The responses to the eating video were in the end very positive and the fact that she failed to finish it just seemed to mean they encouraged her to eat more so that sometime soon she could finish it in one sitting. 

*****

It amazed Rachael how quickly she was getting used to all the extra food she was eating, breakfast had always used to be just a mug of coffee, but when she needed to start eating more, she had started having a big bowl of cereal and a couple of slices of toast. Now if she woke up late and had to go straight to work, she would be starving by the time she was at her desk, from missing the breakfast. Therefore it would not be long before she was in the office canteen getting herself something to eat. It was something she would deny to herself, but all the extra food was a habit that she had begun to enjoy.

*****

Geoff was back in the pub spending some of Rachael hard earned money on another night out with his best mate Paul.

“So how is the site going now mate?”

“It is incredible there she is losing her great figure, but for every pound she gains she gets more and more new members.”

“Got to be a bit of a shame watching her porking up.”

“Cannot complain about her breasts recently there looking great, but her gut nowadays is bigger than mine, which is a serious turnoff.”
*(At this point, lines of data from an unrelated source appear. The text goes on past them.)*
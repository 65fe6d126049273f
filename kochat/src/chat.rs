//! Interactive chat with emotion tracking.
use std::io::{self, BufRead, Write};
use std::path::PathBuf;

use chrono::{Duration, Utc};
use kochat_transformers::error::BoxedError;
use snafu::{ResultExt, Snafu};
use tracing::{debug, info};

use crate::generate::ChatResponder;
use crate::plot::{plot_probabilities, plot_trajectory, PlotError, TrajectoryPoint};
use crate::sentiment::{Emotion, EmotionClassifier, EmotionPrediction};

/// Utterance that ends a session.
pub const QUIT: &str = "quit";

const PROMPT: &str = "user > ";

const BOT_NAME: &str = "Simsimi";

/// Offset of Korea Standard Time from UTC in hours.
const KST_OFFSET_HOURS: i64 = 9;

#[derive(Debug, Snafu)]
pub enum ChatError {
    #[snafu(display("Cannot read utterance"))]
    ReadUtterance { source: io::Error },

    #[snafu(display("Cannot write to terminal"))]
    Write { source: io::Error },

    #[snafu(display("Cannot predict emotion of utterance"))]
    PredictEmotion { source: BoxedError },

    #[snafu(display("Cannot generate response"))]
    Respond { source: BoxedError },

    #[snafu(display("Cannot plot emotions"))]
    Plot { source: PlotError },
}

/// Generates the answer to an utterance.
pub trait Responder {
    /// Answer `utterance`, conditioned on the sentiment of the system.
    fn respond(&self, utterance: &str, sentiment: &str) -> Result<String, BoxedError>;
}

impl Responder for ChatResponder {
    fn respond(&self, utterance: &str, sentiment: &str) -> Result<String, BoxedError> {
        ChatResponder::respond(self, utterance, sentiment).boxed()
    }
}

/// Predicts the emotion of an utterance.
pub trait EmotionPredictor {
    fn predict(&self, utterance: &str) -> Result<EmotionPrediction, BoxedError>;
}

impl EmotionPredictor for EmotionClassifier {
    fn predict(&self, utterance: &str) -> Result<EmotionPrediction, BoxedError> {
        EmotionClassifier::predict(self, utterance).boxed()
    }
}

/// Current time in Korea Standard Time, formatted as `HH:MM:SS`.
pub fn kst_time() -> String {
    (Utc::now() + Duration::hours(KST_OFFSET_HOURS))
        .format("%H:%M:%S")
        .to_string()
}

/// Chat session that tracks the emotions of the user.
pub struct ChatSession<R, P> {
    plot_dir: PathBuf,
    predictor: P,
    responder: R,
    sentiment: String,
    trajectory: Vec<TrajectoryPoint>,
}

impl<R, P> ChatSession<R, P>
where
    R: Responder,
    P: EmotionPredictor,
{
    /// Create a session.
    ///
    /// Charts are written to `plot_dir`, which must exist.
    pub fn new(
        responder: R,
        predictor: P,
        sentiment: impl Into<String>,
        plot_dir: impl Into<PathBuf>,
    ) -> Self {
        ChatSession {
            plot_dir: plot_dir.into(),
            predictor,
            responder,
            sentiment: sentiment.into(),
            trajectory: Vec::new(),
        }
    }

    /// Emotions of the utterances so far.
    pub fn trajectory(&self) -> &[TrajectoryPoint] {
        &self.trajectory
    }

    /// Path of the probability chart of the `n`-th utterance.
    pub fn probabilities_path(&self, n: usize) -> PathBuf {
        self.plot_dir.join(format!("emotion_{n}.svg"))
    }

    /// Path of the emotion trajectory chart.
    pub fn trajectory_path(&self) -> PathBuf {
        self.plot_dir.join("trajectory.svg")
    }

    /// Chat until the user quits or the input ends.
    ///
    /// The emotion trajectory is plotted when the session ends, also when
    /// it ends with an error.
    pub fn run(&mut self, input: impl BufRead, mut output: impl Write) -> Result<(), ChatError> {
        let chat = self.converse(input, &mut output);

        let path = self.trajectory_path();
        let plot = plot_trajectory(&path, &self.trajectory).context(PlotSnafu);
        if plot.is_ok() {
            info!(
                path = %path.display(),
                n_utterances = self.trajectory.len(),
                "Saved emotion trajectory"
            );
        }

        chat.and(plot)
    }

    fn converse(
        &mut self,
        mut input: impl BufRead,
        output: &mut impl Write,
    ) -> Result<(), ChatError> {
        let mut line = String::new();
        loop {
            write!(output, "{PROMPT}")
                .and_then(|_| output.flush())
                .context(WriteSnafu)?;

            line.clear();
            let n_read = input.read_line(&mut line).context(ReadUtteranceSnafu)?;
            let utterance = line.trim();
            if n_read == 0 || utterance == QUIT {
                return Ok(());
            }
            if utterance.is_empty() {
                continue;
            }

            self.turn(utterance, output)?;
        }
    }

    fn turn(&mut self, utterance: &str, output: &mut impl Write) -> Result<(), ChatError> {
        let time = kst_time();
        let prediction = self
            .predictor
            .predict(utterance)
            .context(PredictEmotionSnafu)?;
        write_prediction(output, &prediction).context(WriteSnafu)?;

        let path = self.probabilities_path(self.trajectory.len());
        plot_probabilities(&path, utterance, &prediction.probabilities).context(PlotSnafu)?;
        debug!(path = %path.display(), emotion = %prediction.emotion, "Saved emotion chart");

        self.trajectory.push(TrajectoryPoint {
            time,
            emotion: prediction.emotion,
        });

        let answer = self
            .responder
            .respond(utterance, &self.sentiment)
            .context(RespondSnafu)?;
        writeln!(output, "{BOT_NAME} > {answer}").context(WriteSnafu)
    }
}

fn write_prediction(output: &mut impl Write, prediction: &EmotionPrediction) -> io::Result<()> {
    writeln!(output, "{}", prediction.emotion)?;
    let probabilities = Emotion::ALL
        .iter()
        .zip(prediction.probabilities)
        .map(|(emotion, probability)| format!("{emotion} {probability:.4}"))
        .collect::<Vec<_>>();
    writeln!(output, "[{}]", probabilities.join(", "))
}

#[cfg(test)]
mod tests {
    use std::cell::RefCell;
    use std::io::Cursor;

    use kochat_transformers::error::BoxedError;
    use rstest::rstest;

    use super::{kst_time, ChatError, ChatSession, EmotionPredictor, Responder};
    use crate::sentiment::{Emotion, EmotionPrediction};

    /// Echoes the utterance and records the sentiment it was given.
    struct EchoResponder {
        sentiments: RefCell<Vec<String>>,
    }

    impl Responder for EchoResponder {
        fn respond(&self, utterance: &str, sentiment: &str) -> Result<String, BoxedError> {
            self.sentiments.borrow_mut().push(sentiment.to_string());
            Ok(format!("{utterance}!"))
        }
    }

    /// Predicts happiness for every utterance.
    struct HappyPredictor;

    impl EmotionPredictor for HappyPredictor {
        fn predict(&self, _utterance: &str) -> Result<EmotionPrediction, BoxedError> {
            Ok(EmotionPrediction {
                emotion: Emotion::Happiness,
                probabilities: [0.05, 0.1, 0.7, 0.05, 0.04, 0.03, 0.03],
            })
        }
    }

    struct FailingPredictor;

    struct FailingResponder;

    impl Responder for FailingResponder {
        fn respond(&self, _utterance: &str, _sentiment: &str) -> Result<String, BoxedError> {
            Err("prompt does not fit".into())
        }
    }

    impl EmotionPredictor for FailingPredictor {
        fn predict(&self, _utterance: &str) -> Result<EmotionPrediction, BoxedError> {
            Err("classifier unavailable".into())
        }
    }

    fn echo() -> EchoResponder {
        EchoResponder {
            sentiments: RefCell::new(Vec::new()),
        }
    }

    #[rstest]
    #[case("안녕\n오늘 날씨 좋아요\nquit\n")]
    #[case("안녕\n  \n오늘 날씨 좋아요\n  quit  \n무시됨\n")]
    #[case("안녕\n오늘 날씨 좋아요")]
    fn chats_until_quit(#[case] input: &str) {
        let dir = tempfile::tempdir().unwrap();
        let mut session = ChatSession::new(echo(), HappyPredictor, "2", dir.path());

        let mut output = Vec::new();
        session.run(Cursor::new(input), &mut output).unwrap();
        let output = String::from_utf8(output).unwrap();

        assert!(output.starts_with("user > 행복\n"));
        assert!(output.contains("Simsimi > 안녕!\n"));
        assert!(output.contains("Simsimi > 오늘 날씨 좋아요!\n"));
        assert!(output.contains("행복 0.7000"));
        assert!(!output.contains("무시됨"));

        assert_eq!(session.trajectory().len(), 2);
        assert!(session
            .trajectory()
            .iter()
            .all(|point| point.emotion == Emotion::Happiness));
        assert_eq!(*session.responder.sentiments.borrow(), ["2", "2"]);

        assert!(session.probabilities_path(0).exists());
        assert!(session.probabilities_path(1).exists());
        assert!(!session.probabilities_path(2).exists());
        assert!(session.trajectory_path().exists());
    }

    #[test]
    fn immediate_quit_plots_empty_trajectory() {
        let dir = tempfile::tempdir().unwrap();
        let mut session = ChatSession::new(echo(), HappyPredictor, "0", dir.path());

        let mut output = Vec::new();
        session.run(Cursor::new("quit\n"), &mut output).unwrap();

        assert_eq!(String::from_utf8(output).unwrap(), "user > ");
        assert!(session.trajectory().is_empty());
        assert!(session.trajectory_path().exists());
    }

    #[test]
    fn prediction_errors_end_the_session() {
        let dir = tempfile::tempdir().unwrap();
        let mut session = ChatSession::new(echo(), FailingPredictor, "0", dir.path());

        let result = session.run(Cursor::new("안녕\n"), Vec::new());
        assert!(result.is_err());
        assert!(session.responder.sentiments.borrow().is_empty());
        assert!(session.trajectory_path().exists());
    }

    #[test]
    fn response_errors_still_plot_the_trajectory() {
        let dir = tempfile::tempdir().unwrap();
        let mut session = ChatSession::new(FailingResponder, HappyPredictor, "0", dir.path());

        let result = session.run(Cursor::new("안녕\n오늘 날씨 좋아요\n"), Vec::new());
        assert!(matches!(result, Err(ChatError::Respond { .. })));
        assert_eq!(session.trajectory().len(), 1);
        assert!(session.probabilities_path(0).exists());
        assert!(session.trajectory_path().exists());
    }

    #[test]
    fn formats_time_of_day() {
        let time = kst_time();
        assert_eq!(time.len(), 8);
        let parts = time
            .split(':')
            .map(|part| part.parse::<u32>().unwrap())
            .collect::<Vec<_>>();
        assert_eq!(parts.len(), 3);
        assert!(parts[0] < 24 && parts[1] < 60 && parts[2] < 61);
    }
}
“Guess it is the price you have to pay to make a bit of money.”

“Not necessarily, see Jennifer the barmaid over there?

“Yeah, god she is stunning isn’t she?”

“Um well yes, and we had a bit of a thing the other night.”

“You rogue, but hey how was she you lucky sod?” 

*****

No matter how many messages she got telling her how great she looked with the extra pounds, Rachael could not see it that way. FAT was ugly, everyone knew that, the media had been telling her that all her life and now she was getting fat she just could not be happy about it.

What made it even worse she had started to grow out of most of the clothes in her wardrobe and because of the shortage of finance the couple had, she had only been able to buy a few new outfits, to replace her much better quality clothes that now sat in her closet unused, apart from in the occasional set she would do to show her members how tight her old clothes had become.

*****

Time passed and it was now around six months since Rachael had agreed to gain the weight for the site. It was now clear to all that saw her that Rachael was getting rather chubby.

“I thought we agreed that you were going to spend a year gaining the weight, what has it been six months and you have already put on forty. At this rate by the time your finished you are going to be huge.”

“Look this was your idea, wasn’t it and we are making the money we need while your still not working.”

“My idea yes, but not to end up with a girlfriend so fat that I would be embarrassed to take out in public.”

“It’s not that bad is it?”

“Of course it is, your ass is getting so big it is going to need its own postcode soon.”

“Christ Geoff, I am not happy about this either you don’t have to be so mean. Look I’ll try to slow the gain down the second half the year and then before you know it I&#8216;ll drop it all.”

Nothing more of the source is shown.